### Problem statement
Please write out exactly, and only, the lines from the first in the material below to the line containing "use crate::world::epoch_secs;", both included.

BEGIN Entries provided

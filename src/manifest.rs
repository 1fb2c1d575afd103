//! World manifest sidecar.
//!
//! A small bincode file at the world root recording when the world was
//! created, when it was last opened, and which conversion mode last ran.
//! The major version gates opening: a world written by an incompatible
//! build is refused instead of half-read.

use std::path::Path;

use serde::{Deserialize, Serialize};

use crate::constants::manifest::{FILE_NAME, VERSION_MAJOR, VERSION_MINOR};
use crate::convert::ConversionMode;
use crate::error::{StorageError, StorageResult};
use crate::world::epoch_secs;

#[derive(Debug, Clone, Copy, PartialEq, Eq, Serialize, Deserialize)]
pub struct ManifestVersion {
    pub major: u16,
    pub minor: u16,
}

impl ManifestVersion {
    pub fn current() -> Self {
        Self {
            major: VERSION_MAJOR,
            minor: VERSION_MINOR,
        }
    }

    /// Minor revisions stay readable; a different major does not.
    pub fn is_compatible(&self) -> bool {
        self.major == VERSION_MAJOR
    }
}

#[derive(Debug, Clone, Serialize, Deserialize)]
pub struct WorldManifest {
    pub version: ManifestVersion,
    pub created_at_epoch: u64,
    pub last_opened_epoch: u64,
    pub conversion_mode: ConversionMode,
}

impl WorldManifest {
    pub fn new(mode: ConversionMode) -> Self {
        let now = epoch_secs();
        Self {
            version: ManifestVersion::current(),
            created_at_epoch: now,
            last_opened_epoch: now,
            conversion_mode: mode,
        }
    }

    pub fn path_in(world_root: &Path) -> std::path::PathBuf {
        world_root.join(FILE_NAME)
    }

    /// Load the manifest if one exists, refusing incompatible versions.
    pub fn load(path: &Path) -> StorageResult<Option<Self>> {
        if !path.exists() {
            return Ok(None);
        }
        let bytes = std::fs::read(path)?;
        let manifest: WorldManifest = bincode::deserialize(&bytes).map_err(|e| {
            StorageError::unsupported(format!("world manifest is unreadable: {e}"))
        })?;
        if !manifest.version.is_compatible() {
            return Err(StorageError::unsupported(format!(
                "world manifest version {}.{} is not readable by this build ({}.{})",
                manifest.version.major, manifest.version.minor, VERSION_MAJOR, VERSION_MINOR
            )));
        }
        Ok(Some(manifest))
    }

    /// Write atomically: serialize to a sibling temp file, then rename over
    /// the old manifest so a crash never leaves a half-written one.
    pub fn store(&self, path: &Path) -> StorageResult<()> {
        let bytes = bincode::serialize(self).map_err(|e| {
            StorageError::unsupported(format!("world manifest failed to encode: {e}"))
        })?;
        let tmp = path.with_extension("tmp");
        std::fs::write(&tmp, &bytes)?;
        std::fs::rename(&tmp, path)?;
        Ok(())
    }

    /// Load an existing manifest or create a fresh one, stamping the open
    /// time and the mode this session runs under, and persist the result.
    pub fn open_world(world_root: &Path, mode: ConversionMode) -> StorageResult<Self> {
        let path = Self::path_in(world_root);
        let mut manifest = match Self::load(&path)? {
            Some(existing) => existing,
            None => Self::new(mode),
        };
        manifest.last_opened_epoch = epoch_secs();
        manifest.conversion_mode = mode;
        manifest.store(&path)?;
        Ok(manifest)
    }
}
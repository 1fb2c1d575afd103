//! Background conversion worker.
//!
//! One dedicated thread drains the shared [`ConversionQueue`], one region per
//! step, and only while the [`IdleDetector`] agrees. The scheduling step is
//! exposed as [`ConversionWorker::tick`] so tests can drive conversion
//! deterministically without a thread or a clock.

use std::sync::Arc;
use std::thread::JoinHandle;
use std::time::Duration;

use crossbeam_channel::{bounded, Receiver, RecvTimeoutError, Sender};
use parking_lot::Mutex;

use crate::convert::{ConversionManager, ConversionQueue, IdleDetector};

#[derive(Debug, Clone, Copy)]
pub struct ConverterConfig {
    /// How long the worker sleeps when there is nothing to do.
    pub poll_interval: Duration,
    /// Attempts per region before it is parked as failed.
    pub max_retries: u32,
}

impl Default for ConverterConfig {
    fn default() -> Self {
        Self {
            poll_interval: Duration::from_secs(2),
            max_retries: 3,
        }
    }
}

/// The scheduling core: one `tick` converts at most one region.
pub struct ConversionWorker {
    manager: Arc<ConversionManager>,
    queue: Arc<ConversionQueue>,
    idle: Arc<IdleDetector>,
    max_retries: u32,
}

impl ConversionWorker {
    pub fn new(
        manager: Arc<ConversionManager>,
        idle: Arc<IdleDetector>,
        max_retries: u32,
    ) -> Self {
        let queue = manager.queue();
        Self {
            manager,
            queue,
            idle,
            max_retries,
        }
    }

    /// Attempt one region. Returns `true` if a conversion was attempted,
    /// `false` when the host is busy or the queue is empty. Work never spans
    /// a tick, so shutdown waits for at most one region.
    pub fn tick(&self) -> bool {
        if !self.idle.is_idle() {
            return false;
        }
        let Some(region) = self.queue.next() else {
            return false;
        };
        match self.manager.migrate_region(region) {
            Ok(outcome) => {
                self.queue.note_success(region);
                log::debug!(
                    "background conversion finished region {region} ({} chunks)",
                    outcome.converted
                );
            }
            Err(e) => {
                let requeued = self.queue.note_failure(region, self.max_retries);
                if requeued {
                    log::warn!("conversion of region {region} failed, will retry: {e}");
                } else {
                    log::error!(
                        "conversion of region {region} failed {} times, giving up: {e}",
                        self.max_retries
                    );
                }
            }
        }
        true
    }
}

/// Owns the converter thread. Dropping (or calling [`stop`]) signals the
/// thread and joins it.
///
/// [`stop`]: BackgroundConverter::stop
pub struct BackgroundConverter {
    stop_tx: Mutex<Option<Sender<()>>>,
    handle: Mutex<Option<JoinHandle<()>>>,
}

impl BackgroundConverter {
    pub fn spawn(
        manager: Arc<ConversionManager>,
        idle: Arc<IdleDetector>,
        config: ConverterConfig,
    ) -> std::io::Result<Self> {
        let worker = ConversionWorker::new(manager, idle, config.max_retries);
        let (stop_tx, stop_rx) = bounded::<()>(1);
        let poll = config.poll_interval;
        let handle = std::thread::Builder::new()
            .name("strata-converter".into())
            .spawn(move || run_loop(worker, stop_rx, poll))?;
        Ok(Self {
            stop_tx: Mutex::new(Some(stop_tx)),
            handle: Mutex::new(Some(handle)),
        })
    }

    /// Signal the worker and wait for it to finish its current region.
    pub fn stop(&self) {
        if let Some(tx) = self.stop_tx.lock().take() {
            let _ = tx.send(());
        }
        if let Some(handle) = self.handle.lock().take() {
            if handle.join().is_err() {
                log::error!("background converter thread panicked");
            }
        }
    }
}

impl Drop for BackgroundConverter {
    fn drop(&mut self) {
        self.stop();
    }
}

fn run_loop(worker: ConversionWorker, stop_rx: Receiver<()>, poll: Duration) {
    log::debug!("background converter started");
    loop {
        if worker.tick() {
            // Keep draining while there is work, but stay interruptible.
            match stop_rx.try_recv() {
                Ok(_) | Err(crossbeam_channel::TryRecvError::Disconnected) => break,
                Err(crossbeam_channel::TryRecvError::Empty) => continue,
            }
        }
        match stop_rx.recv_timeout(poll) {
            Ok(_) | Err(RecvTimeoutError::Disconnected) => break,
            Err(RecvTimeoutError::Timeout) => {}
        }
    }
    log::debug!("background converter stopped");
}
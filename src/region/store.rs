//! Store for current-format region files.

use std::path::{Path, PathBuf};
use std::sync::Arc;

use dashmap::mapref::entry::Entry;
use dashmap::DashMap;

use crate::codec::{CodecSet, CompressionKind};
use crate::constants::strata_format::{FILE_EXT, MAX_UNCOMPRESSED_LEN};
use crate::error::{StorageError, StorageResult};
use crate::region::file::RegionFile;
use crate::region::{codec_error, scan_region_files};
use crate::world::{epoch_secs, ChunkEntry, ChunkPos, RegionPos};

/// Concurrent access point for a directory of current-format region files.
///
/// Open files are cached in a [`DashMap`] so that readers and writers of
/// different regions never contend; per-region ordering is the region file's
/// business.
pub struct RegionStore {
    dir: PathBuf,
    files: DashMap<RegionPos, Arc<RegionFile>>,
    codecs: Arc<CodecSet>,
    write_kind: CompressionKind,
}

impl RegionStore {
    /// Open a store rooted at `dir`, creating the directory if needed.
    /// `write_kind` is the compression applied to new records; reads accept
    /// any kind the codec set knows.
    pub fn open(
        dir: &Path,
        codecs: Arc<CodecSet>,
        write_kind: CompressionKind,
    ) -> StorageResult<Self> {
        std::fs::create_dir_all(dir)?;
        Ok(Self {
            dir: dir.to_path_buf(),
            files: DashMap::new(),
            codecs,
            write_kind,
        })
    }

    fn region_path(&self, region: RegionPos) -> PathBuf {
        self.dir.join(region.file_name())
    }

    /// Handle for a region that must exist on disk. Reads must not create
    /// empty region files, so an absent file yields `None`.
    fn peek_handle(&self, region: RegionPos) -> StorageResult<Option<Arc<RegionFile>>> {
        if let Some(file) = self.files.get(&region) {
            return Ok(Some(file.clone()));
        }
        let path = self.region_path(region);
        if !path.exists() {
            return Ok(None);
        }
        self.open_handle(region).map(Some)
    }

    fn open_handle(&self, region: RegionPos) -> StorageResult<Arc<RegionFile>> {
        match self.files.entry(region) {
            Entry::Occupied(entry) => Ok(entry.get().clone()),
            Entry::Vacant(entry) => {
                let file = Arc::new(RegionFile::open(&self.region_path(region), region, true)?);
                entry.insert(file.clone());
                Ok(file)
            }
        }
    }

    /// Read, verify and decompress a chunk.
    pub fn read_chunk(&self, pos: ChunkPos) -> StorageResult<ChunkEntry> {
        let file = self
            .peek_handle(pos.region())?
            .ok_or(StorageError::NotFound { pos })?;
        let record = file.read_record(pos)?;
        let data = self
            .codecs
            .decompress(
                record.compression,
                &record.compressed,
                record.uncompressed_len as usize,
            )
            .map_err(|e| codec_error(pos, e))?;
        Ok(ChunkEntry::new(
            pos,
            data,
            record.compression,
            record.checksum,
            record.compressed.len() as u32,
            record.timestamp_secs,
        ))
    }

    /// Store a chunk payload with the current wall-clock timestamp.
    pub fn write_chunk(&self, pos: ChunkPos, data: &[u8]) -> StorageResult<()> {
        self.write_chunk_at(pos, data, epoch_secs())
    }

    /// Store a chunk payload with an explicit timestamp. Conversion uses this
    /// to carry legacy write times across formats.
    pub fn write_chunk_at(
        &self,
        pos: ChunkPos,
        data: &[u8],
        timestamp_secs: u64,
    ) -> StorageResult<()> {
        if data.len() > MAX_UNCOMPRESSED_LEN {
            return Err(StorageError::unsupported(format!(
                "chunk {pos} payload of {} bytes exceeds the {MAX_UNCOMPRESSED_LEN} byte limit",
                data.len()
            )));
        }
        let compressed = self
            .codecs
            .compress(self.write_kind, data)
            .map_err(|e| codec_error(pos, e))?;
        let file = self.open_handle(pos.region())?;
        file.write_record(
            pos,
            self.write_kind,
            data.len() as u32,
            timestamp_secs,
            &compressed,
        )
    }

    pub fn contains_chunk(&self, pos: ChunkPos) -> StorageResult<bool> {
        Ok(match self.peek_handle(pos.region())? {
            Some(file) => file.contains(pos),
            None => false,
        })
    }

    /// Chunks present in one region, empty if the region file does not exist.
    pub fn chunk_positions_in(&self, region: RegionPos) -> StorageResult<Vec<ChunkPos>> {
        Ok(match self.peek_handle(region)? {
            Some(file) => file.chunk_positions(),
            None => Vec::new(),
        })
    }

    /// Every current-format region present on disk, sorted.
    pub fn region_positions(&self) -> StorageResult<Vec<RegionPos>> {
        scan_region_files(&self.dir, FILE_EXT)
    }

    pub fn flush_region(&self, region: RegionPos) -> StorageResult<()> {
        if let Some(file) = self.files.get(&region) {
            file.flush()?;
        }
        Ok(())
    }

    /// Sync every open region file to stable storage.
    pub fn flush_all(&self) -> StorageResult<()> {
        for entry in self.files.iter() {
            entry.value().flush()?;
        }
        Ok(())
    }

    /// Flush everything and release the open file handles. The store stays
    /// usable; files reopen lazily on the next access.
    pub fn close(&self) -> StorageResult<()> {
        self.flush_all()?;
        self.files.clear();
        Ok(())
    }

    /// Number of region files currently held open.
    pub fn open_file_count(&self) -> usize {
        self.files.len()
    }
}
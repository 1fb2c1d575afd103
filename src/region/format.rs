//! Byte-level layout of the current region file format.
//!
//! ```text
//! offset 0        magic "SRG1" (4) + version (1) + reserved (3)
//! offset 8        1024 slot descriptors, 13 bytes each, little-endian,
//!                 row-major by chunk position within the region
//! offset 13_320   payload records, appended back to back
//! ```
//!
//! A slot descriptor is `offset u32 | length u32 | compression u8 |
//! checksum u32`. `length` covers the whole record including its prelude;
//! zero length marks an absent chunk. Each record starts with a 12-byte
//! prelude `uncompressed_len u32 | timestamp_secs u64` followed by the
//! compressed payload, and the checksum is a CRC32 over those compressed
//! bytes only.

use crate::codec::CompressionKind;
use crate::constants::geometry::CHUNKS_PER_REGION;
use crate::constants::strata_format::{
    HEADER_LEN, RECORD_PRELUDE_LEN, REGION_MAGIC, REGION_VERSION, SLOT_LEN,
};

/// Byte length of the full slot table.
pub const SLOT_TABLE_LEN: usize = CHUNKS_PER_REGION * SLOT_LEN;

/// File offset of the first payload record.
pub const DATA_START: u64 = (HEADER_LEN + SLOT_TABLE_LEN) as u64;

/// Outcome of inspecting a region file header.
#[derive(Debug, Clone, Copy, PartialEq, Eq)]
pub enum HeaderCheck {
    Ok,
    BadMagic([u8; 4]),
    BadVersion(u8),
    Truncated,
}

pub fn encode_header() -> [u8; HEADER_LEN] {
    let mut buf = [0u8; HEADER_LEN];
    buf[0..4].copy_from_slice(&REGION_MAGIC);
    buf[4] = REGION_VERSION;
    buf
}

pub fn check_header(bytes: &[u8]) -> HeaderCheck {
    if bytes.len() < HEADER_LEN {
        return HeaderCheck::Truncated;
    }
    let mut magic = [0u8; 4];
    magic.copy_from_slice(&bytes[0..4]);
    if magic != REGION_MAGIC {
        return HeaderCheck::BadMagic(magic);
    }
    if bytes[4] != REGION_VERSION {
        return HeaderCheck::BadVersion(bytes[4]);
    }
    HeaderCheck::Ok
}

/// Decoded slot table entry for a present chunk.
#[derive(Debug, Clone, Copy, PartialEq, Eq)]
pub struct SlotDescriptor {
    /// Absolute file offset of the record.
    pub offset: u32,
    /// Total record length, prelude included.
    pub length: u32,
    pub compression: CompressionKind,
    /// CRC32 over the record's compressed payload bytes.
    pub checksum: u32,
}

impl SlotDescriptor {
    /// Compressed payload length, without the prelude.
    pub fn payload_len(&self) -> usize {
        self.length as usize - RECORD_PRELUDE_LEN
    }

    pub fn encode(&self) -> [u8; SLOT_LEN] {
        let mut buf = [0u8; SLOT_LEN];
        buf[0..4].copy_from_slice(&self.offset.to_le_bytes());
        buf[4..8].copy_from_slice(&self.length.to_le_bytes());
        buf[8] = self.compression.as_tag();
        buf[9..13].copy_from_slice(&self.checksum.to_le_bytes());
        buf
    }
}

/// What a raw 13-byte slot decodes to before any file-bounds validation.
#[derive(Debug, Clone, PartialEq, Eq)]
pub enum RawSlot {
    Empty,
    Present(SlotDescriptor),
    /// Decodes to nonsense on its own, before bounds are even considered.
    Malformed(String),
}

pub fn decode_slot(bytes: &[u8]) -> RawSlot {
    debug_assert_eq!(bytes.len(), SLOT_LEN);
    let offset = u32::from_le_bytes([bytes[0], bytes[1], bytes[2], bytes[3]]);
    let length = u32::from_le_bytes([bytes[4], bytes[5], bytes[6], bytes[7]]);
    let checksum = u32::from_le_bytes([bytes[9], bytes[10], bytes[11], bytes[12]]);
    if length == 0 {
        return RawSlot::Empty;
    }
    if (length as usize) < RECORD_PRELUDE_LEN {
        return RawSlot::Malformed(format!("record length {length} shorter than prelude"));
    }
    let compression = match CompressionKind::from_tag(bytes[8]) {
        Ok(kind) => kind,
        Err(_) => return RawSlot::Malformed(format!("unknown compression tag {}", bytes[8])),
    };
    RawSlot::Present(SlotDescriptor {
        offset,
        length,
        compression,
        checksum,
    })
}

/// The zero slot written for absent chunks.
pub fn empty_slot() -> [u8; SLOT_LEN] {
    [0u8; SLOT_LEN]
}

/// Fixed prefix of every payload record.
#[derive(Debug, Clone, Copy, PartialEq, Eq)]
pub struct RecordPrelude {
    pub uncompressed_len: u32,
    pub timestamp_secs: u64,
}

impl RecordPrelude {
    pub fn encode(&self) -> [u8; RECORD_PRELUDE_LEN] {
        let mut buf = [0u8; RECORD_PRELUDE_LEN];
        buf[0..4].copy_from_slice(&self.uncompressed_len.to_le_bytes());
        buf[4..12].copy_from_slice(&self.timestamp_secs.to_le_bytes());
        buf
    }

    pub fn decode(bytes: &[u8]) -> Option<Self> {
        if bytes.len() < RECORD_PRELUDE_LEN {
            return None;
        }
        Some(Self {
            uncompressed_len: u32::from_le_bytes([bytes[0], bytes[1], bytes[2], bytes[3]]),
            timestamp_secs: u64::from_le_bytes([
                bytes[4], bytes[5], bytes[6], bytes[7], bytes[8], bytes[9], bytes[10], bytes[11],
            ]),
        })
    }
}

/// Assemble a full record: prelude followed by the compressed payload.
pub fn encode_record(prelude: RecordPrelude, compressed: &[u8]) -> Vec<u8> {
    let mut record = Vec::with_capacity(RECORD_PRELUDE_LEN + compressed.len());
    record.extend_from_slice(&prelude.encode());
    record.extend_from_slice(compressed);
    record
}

END Entries provided

### Result for this task
filename src/manifest.rs
repository 1fb2c1d575afd103
//! World manifest sidecar.
//!
//! A small bincode file at the world root recording when the world was
//! created, when it was last opened, and which conversion mode last ran.
//! The major version gates opening: a world written by an incompatible
//! build is refused instead of half-read.

use std::path::Path;

use serde::{Deserialize, Serialize};

use crate::constants::manifest::{FILE_NAME, VERSION_MAJOR, VERSION_MINOR};
use crate::convert::ConversionMode;
use crate::error::{StorageError, StorageResult};
use crate::world::epoch_secs;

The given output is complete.